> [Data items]
================
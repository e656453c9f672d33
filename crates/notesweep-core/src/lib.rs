pub mod clean;
pub mod config;
pub mod error;
pub mod scheduler;
pub mod store;
pub mod vault;

pub use config::{AppConfig, CleanupConfig};
pub use error::{Error, Result};
pub use store::{DocumentStore, FileStore};
use anyhow::{Context, Result};

use notesweep_core::{vault::daily_notes_folder, AppConfig};

pub fn show(config: &AppConfig) -> Result<()> {
    let rendered = toml::to_string_pretty(config).context("failed to render settings")?;
    print!("{}", rendered);

    if config.cleanup.folder.is_none() {
        match daily_notes_folder(&config.vault_dir()) {
            Some(folder) => println!("\n# folder unset, using daily notes folder: {}", folder),
            None => println!("\n# folder unset and no daily notes folder found"),
        }
    }

    Ok(())
}

pub fn set(mut config: AppConfig, key: &str, value: &str) -> Result<()> {
    config.set(key, value)?;
    config.save()?;
    println!("Saved {} to {}", key, AppConfig::config_path().display());
    Ok(())
}

pub fn path() -> Result<()> {
    println!("{}", AppConfig::config_path().display());
    Ok(())
}
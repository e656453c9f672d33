pub mod clean;
pub mod config;
pub mod daemon;

use notesweep_core::scheduler::SchedulerEvent;

/// Print a scheduler event as a user-facing message
pub fn notify(event: &SchedulerEvent) {
    match event {
        SchedulerEvent::FolderNotConfigured => {
            println!("Folder not configured.");
            println!("Set one with: notesweep config set folder <path>");
        }
        SchedulerEvent::FolderNotFound { path } => println!("Folder not found: {}", path),
        SchedulerEvent::Finished { report } => {
            println!(
                "Finished cleaning: {} of {} notes updated.",
                report.modified, report.eligible
            );
            if report.failed > 0 {
                println!("{} notes could not be processed, see the log for details.", report.failed);
            }
        }
        SchedulerEvent::Skipped => println!("A cleanup is already running."),
        SchedulerEvent::Error { task, message } => println!("{} failed: {}", task, message),
    }
}
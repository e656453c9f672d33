mod service;
pub mod tasks;

pub use service::{Clock, SchedulerEvent, SchedulerService};
pub use tasks::{clean_documents, clean_folder, resolve_folder_path, CleanupReport};
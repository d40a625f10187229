//! Core business logic for commentable.
//!
//! Every operation takes the calling [`Actor`] explicitly and checks it
//! against the role capability table in [`authorization`].

pub mod authorization;
pub mod services;
pub mod status;

pub use authorization::{Actor, Capability, UserRole, capabilities};
pub use services::*;
//! Create video table migration.

use sea_orm_migration::prelude::*;

#[derive(DeriveMigrationName)]
pub struct Migration;

#[async_trait::async_trait]
impl MigrationTrait for Migration {
    async fn up(&self, manager: &SchemaManager) -> Result<(), DbErr> {
        manager
            .create_table(
                Table::create()
                    .table(Video::Table)
                    .if_not_exists()
                    .col(
                        ColumnDef::new(Video::Id)
                            .string_len(32)
                            .not_null()
                            .primary_key(),
                    )
                    .col(ColumnDef::new(Video::UserId).string_len(32).not_null())
                    .col(ColumnDef::new(Video::Title).string_len(200).not_null())
                    .col(ColumnDef::new(Video::Description).text().null())
                    .col(ColumnDef::new(Video::VideoUrl).string_len(2048).not_null())
                    .col(ColumnDef::new(Video::ThumbnailUrl).string_len(2048).null())
                    .col(ColumnDef::new(Video::Duration).integer().not_null())
                    .col(
                        ColumnDef::new(Video::ViewCount)
                            .big_integer()
                            .not_null()
                            .default(0),
                    )
                    .col(
                        ColumnDef::new(Video::CommentCount)
                            .integer()
                            .not_null()
                            .default(0),
                    )
                    .col(
                        ColumnDef::new(Video::Status)
                            .string_len(16)
                            .not_null()
                            .default("active"),
                    )
                    .col(
                        ColumnDef::new(Video::CreatedAt)
                            .timestamp_with_time_zone()
                            .not_null()
                            .default(Expr::current_timestamp()),
                    )
                    .col(
                        ColumnDef::new(Video::UpdatedAt)
                            .timestamp_with_time_zone()
                            .not_null()
                            .default(Expr::current_timestamp()),
                    )
                    .foreign_key(
                        ForeignKey::create()
                            .name("fk_video_user")
                            .from(Video::Table, Video::UserId)
                            .to(User::Table, User::Id)
                            .on_delete(ForeignKeyAction::Cascade),
                    )
                    .to_owned(),
            )
            .await?;

        // Index: (status, created_at) for the default listing
        manager
            .create_index(
                Index::create()
                    .name("idx_video_status_created_at")
                    .table(Video::Table)
                    .col(Video::Status)
                    .col(Video::CreatedAt)
                    .to_owned(),
            )
            .await?;

        manager
            .create_index(
                Index::create()
                    .name("idx_video_user_id")
                    .table(Video::Table)
                    .col(Video::UserId)
                    .to_owned(),
            )
            .await?;

        Ok(())
    }

    async fn down(&self, manager: &SchemaManager) -> Result<(), DbErr> {
        manager
            .drop_table(Table::drop().table(Video::Table).to_owned())
            .await
    }
}

#[derive(Iden)]
enum Video {
    Table,
    Id,
    UserId,
    Title,
    Description,
    VideoUrl,
    ThumbnailUrl,
    Duration,
    ViewCount,
    CommentCount,
    Status,
    CreatedAt,
    UpdatedAt,
}

#[derive(Iden)]
enum User {
    Table,
    Id,
}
================
> [ACTION ITEM] Filter the entries above down to the lines that contain the word "CreatedAt".

> [THE ANSWER]
                        ColumnDef::new(Video::CreatedAt)
                    .col(Video::CreatedAt)
    CreatedAt,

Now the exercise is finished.